Foster praised the unselfish efforts of staff and community members who were out in their numbers surveying the scale of damage and cleaning up as much of the wreckage as they could up to Sunday afternoon.
Damage is estimated to be approximately $10 million, but further assessments are to be done.
“The guidance counsellor, two agricultural science teachers, and the physical education teachers came to assist here. Some of them are not even from our community, but they heard about the disaster and came, and they were doing their little thing to try and get things back to a position where we are a little bit safer,” said Foster.
“It shows the commitment we have from staff at our school.”
With fallen power lines “all over the school”, an electrician was deployed Sunday to disconnect electricity to some buildings because live wires were on the ground. The electrician, who is from the community of Aberdeen and is also a past student, turned up to offer assistance when he heard of the incident.
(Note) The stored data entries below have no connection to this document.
impl LoginForm {
    pub fn open(&mut self) {
        self.open = true;
        self.message = None;
        self.close_at = None;
    }

    pub fn close(&mut self) {
        self.open = false;
        self.close_at = None;
    }

    pub fn switch_field(&mut self) {
        self.field = match self.field {
            LoginField::Username => LoginField::Password,
            LoginField::Password => LoginField::Username,
        };
    }

    pub fn input(&mut self) -> &mut String {
        match self.field {
            LoginField::Username => &mut self.username,
            LoginField::Password => &mut self.password,
        }
    }

    pub fn submit(&mut self, now: Instant) {
        self.message = Some("Demo login: not connected to server. This is UI-only.".to_string());
        self.close_at = Some(now + LOGIN_CLOSE_DELAY);
    }

    /// Finishes a pending demo login once its delay has passed.
    pub fn tick(&mut self, now: Instant) {
        if self.close_at.is_some_and(|at| now >= at) {
            self.message = Some("Logged in (demo)".to_string());
            self.close();
        }
    }
}

pub struct App {
    pub theme: ThemeName,
    pub focus: Focus,
    sections: [Section; 5],
    pub search_results: Option<(String, Section)>,
    pub search_query: String,
    pub last_search_query: String,
    pub searching: bool,
    pub search_debounce: Option<Instant>,
    pub notice: Option<String>,
    pub featured_index: usize,
    pub last_carousel_step: Instant,
    pub bookmarks: BookmarkStore,
    pub bookmark_selected: usize,
    pub reader: ReaderPipeline,
    pub login: LoginForm,
    pub uploads_base: String,
    pub picker: Option<Picker>,
    pub cover_states: HashMap<String, StatefulProtocol>,
    pub page_state: Option<(String, StatefulProtocol)>,
    pub page_images: PageImageCache,
}

impl App {
    pub fn new(
        config: &Config,
        bookmarks: BookmarkStore,
        reader: ReaderPipeline,
        picker: Option<Picker>,
    ) -> Self {
        Self {
            theme: config.theme,
            focus: Focus::default(),
            sections: Default::default(),
            search_results: None,
            search_query: String::new(),
            last_search_query: String::new(),
            searching: false,
            search_debounce: None,
            notice: None,
            featured_index: 0,
            last_carousel_step: Instant::now(),
            bookmarks,
            bookmark_selected: 0,
            reader,
            login: LoginForm::default(),
            uploads_base: config.uploads_base.trim_end_matches('/').to_string(),
            picker,
            cover_states: HashMap::new(),
            page_state: None,
            page_images: PageImageCache::default(),
        }
    }

    pub fn section(&self, kind: SectionKind) -> &Section {
        &self.sections[kind as usize]
    }

    fn section_mut(&mut self, kind: SectionKind) -> &mut Section {
        &mut self.sections[kind as usize]
    }

    pub fn set_section(&mut self, kind: SectionKind, result: Result<Vec<MangaSummary>, String>) {
        self.section_mut(kind).fill(result);
        if kind == SectionKind::Featured {
            self.featured_index = 0;
            self.last_carousel_step = Instant::now();
        }
    }

    pub fn set_search_results(&mut self, query: String, result: Result<Vec<MangaSummary>, String>) {
        let mut section = Section::default();
        section.fill(result);
        self.search_results = Some((query, section));
        self.searching = false;
    }

    pub fn clear_search(&mut self) {
        self.search_results = None;
        self.search_query.clear();
        self.last_search_query.clear();
        self.search_debounce = None;
        self.searching = false;
    }

    /// The grid shows search results when there are any, the latest
    /// section otherwise.
    pub fn grid(&self) -> &Section {
        match &self.search_results {
            Some((_, section)) => section,
            None => self.section(SectionKind::Latest),
        }
    }

    fn grid_mut(&mut self) -> &mut Section {
        match &mut self.search_results {
            Some((_, section)) => section,
            None => &mut self.sections[SectionKind::Latest as usize],
        }
    }

    pub fn is_loading(&self) -> bool {
        self.searching
            || self.reader.is_loading()
            || self
                .sections
                .iter()
                .any(|s| s.status == SectionStatus::Loading)
    }

    pub fn featured(&self) -> Option<&MangaSummary> {
        self.section(SectionKind::Featured)
            .manga
            .get(self.featured_index)
    }

    /// Carousel step, wrapping at both ends.
    pub fn step_featured(&mut self, forward: bool) {
        let len = self.section(SectionKind::Featured).manga.len();
        if len == 0 {
            return;
        }
        self.featured_index = if forward {
            (self.featured_index + 1) % len
        } else {
            (self.featured_index + len - 1) % len
        };
        self.last_carousel_step = Instant::now();
    }

    pub fn tick_carousel(&mut self, interval: Duration) {
        if self.last_carousel_step.elapsed() >= interval {
            self.step_featured(true);
        }
    }

    pub fn selected_bookmark(&self) -> Option<&Bookmark> {
        self.bookmarks.list().get(self.bookmark_selected)
    }

    pub fn selected_manga(&self) -> Option<&MangaSummary> {
        match self.focus {
            Focus::Featured => self.featured(),
            Focus::Latest => self.grid().selected_manga(),
            focus => focus
                .section()
                .and_then(|kind| self.section(kind).selected_manga()),
        }
    }

    pub fn move_selection(&mut self, delta: isize) {
        match self.focus {
            Focus::Search => {}
            Focus::Featured => self.step_featured(delta > 0),
            Focus::Latest => self.grid_mut().move_by(delta),
            Focus::Bookmarks => {
                let max = self.bookmarks.len().saturating_sub(1);
                self.bookmark_selected = self.bookmark_selected.saturating_add_signed(delta).min(max);
            }
            focus => {
                if let Some(kind) = focus.section() {
                    self.section_mut(kind).move_by(delta);
                }
            }
        }
    }

    pub fn activate(&self) -> Activation {
        match self.focus {
            Focus::Search => Activation::Search(self.search_query.trim().to_string()),
            Focus::Featured | Focus::Latest => self
                .selected_manga()
                .map_or(Activation::Nothing, |m| Activation::OpenReader(m.id.clone())),
            Focus::PopularToday | Focus::Popular | Focus::Ranking => self
                .selected_manga()
                .map_or(Activation::Nothing, |m| Activation::OpenTitle(m.id.clone())),
            Focus::Bookmarks => self
                .selected_bookmark()
                .map_or(Activation::Nothing, |b| Activation::OpenReader(b.id.clone())),
        }
    }

    pub fn resume_selected(&self) -> Activation {
        match self.focus {
            Focus::Bookmarks => self
                .selected_bookmark()
                .map_or(Activation::Nothing, |b| Activation::ResumeReader(b.id.clone())),
            _ => self
                .selected_manga()
                .map_or(Activation::Nothing, |m| Activation::ResumeReader(m.id.clone())),
        }
    }

    /// Toggles the bookmark of whatever is selected. Returns the new
    /// membership, or `None` when nothing is selected.
    pub fn toggle_bookmark(&mut self) -> Option<bool> {
        let bookmark = match self.focus {
            Focus::Bookmarks => self.selected_bookmark().cloned()?,
            _ => Bookmark::snapshot(self.selected_manga()?, &self.uploads_base),
        };
        let title = bookmark.title.clone();
        let bookmarked = self.bookmarks.toggle(bookmark);
        info!("bookmark {} {}", title, if bookmarked { "added" } else { "removed" });

        let max = self.bookmarks.len().saturating_sub(1);
        self.bookmark_selected = self.bookmark_selected.min(max);
        Some(bookmarked)
    }

    /// Copies the loaded chapter label onto the manga's bookmark, if any.
    pub fn note_chapter_loaded(&mut self) {
        if self.reader.state() != &ReaderState::PagesLoaded {
            return;
        }
        let (Some(manga_id), Some(chapter)) = (self.reader.manga_id(), self.reader.current_chapter())
        else {
            return;
        };
        let (manga_id, label) = (manga_id.to_string(), chapter.label());
        self.bookmarks.set_last_chapter(&manga_id, &label);
    }

    pub fn toggle_theme(&mut self) {
        self.theme = self.theme.toggled();
    }

    pub fn add_cover_image(&mut self, manga_id: &str, image: DynamicImage) {
        if let Some(ref picker) = self.picker {
            let protocol = picker.new_resize_protocol(image);
            self.cover_states.insert(manga_id.to_string(), protocol);
        }
    }

    /// Shows a downloaded page if it is still the one the reader is on.
    pub fn set_page_image(&mut self, url: String, image: DynamicImage) {
        self.page_images.insert(url.clone(), image.clone());
        if self.reader.current_page_url() != Some(url.as_str()) {
            return;
        }
        if let Some(ref picker) = self.picker {
            let protocol = picker.new_resize_protocol(image);
            self.page_state = Some((url, protocol));
        }
    }

    /// Drops the displayed page when the reader moved elsewhere.
    pub fn sync_page_state(&mut self) {
        let current = self.reader.current_page_url();
        if self.page_state.as_ref().map(|(url, _)| url.as_str()) != current {
            self.page_state = None;
        }
    }

    /// Cover URLs of everything on screen, keyed by manga id.
    pub fn cover_targets(&self) -> Vec<(String, String)> {
        let mut targets: Vec<(String, String)> = self
            .sections
            .iter()
            .chain(self.search_results.iter().map(|(_, s)| s))
            .flat_map(|s| s.manga.iter())
            .filter_map(|m| m.cover_url(&self.uploads_base).map(|url| (m.id.clone(), url)))
            .collect();
        targets.extend(
            self.bookmarks
                .list()
                .iter()
                .filter_map(|b| b.cover.clone().map(|url| (b.id.clone(), url))),
        );
        targets
    }
}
It is also understood that the school has reached out to Delroy Slowley, member of parliament for St Elizabeth North Eastern, for assistance.
Foster is hopeful that the repairs will be completed before the start of the 2022-2023 school year in September.
“We are not at a significant disadvantage, but we are already a small school, we are already struggling for space and hoping to get more space very soon, and with damage to two classrooms and offices, we can consider that damage to be significant,” said Foster.